Sunward propagating whistler waves collocated with localized magnetic field holes in the solar wind: Parker Solar Probe observations at 35.7 Sun radii

O. V. Agapitov, T. Dudok de Wit, F. S. Mozer, J. W. Bonnell, J. F. Drake, D. Malaspina, V. Krasnoselskikh, S. Bale, P. L. Whittlesey, A. W. Case, C. Chaston, C. Froment, K. Goetz, K. A. Goodrich, P. R. Harvey, J. C. Kasper, K. E. Korreck, D. E. Larson, R. Livi, R. J. MacDowall, M. Pulupa, C. Revillet, M. Stevens, J. R. Wygant

Published 2020-02-23Version 1

Observations by the Parker Solar Probe mission of the solar wind at about 35.7 solar radii reveal the existence of whistler wave packets with frequencies below 0.1 f/fce (20-80 Hz in the spacecraft frame).
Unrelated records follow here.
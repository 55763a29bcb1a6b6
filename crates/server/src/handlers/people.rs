use axum::extract::{Path as AxumPath, State};
use axum::http::StatusCode;

use crate::app_state::AppState;
use crate::extract::Json;
use crate::errors::ServerError;
use crate::models::{CompanySummary, PersonCompaniesResponse};

/// Companies where the person appears as a director or shareholder. The id
/// may come from either table; the match then widens to every record with
/// the same person name, deduplicated by company.
pub async fn person_companies(
    State(state): State<AppState>,
    AxumPath(person_id): AxumPath<i64>,
) -> Result<Json<PersonCompaniesResponse>, ServerError> {
    let name = sqlx::query_scalar::<_, String>("SELECT name FROM directors WHERE id = ?1")
        .bind(person_id)
        .fetch_optional(&state.db)
        .await
        .map_err(ServerError::internal)?;

    let name = match name {
        Some(name) => name,
        None => sqlx::query_scalar::<_, String>("SELECT name FROM shareholders WHERE id = ?1")
            .bind(person_id)
            .fetch_optional(&state.db)
            .await
            .map_err(ServerError::internal)?
            .ok_or_else(|| ServerError::new(StatusCode::NOT_FOUND, "person not found"))?,
    };

    let companies = sqlx::query_as::<_, CompanySummary>(
        "SELECT DISTINCT c.id, c.name, c.registration_number, c.registration_date, c.status \
         FROM companies c WHERE c.id IN ( \
             SELECT company_id FROM directors WHERE name = ?1 \
             UNION \
             SELECT company_id FROM shareholders WHERE name = ?1 \
         ) ORDER BY c.name",
    )
    .bind(&name)
    .fetch_all(&state.db)
    .await
    .map_err(ServerError::internal)?;

    Ok(Json(PersonCompaniesResponse { companies }))
}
These waves often coincide with local minima of the magnetic field magnitude or with sudden deflections of the magnetic field that are called switchbacks. Their sunward propagation leads to a significant Doppler frequency downshift from 200-300 Hz to 20-80 Hz (from 0.2 f/fce to 0.5 f/fce). The polarization of these waves varies from quasi-parallel to significantly oblique with wave normal angles that are close to the resonance cone. Their peak amplitude can be as large as 2 to 4 nT. Such values represent approximately 10% of the background magnetic field, which is considerably more than what is observed at 1 a.u. Recent numerical studies show that such waves may potentially play a key role in breaking the heat flux and scattering the Strahl population of suprathermal electrons into a halo population.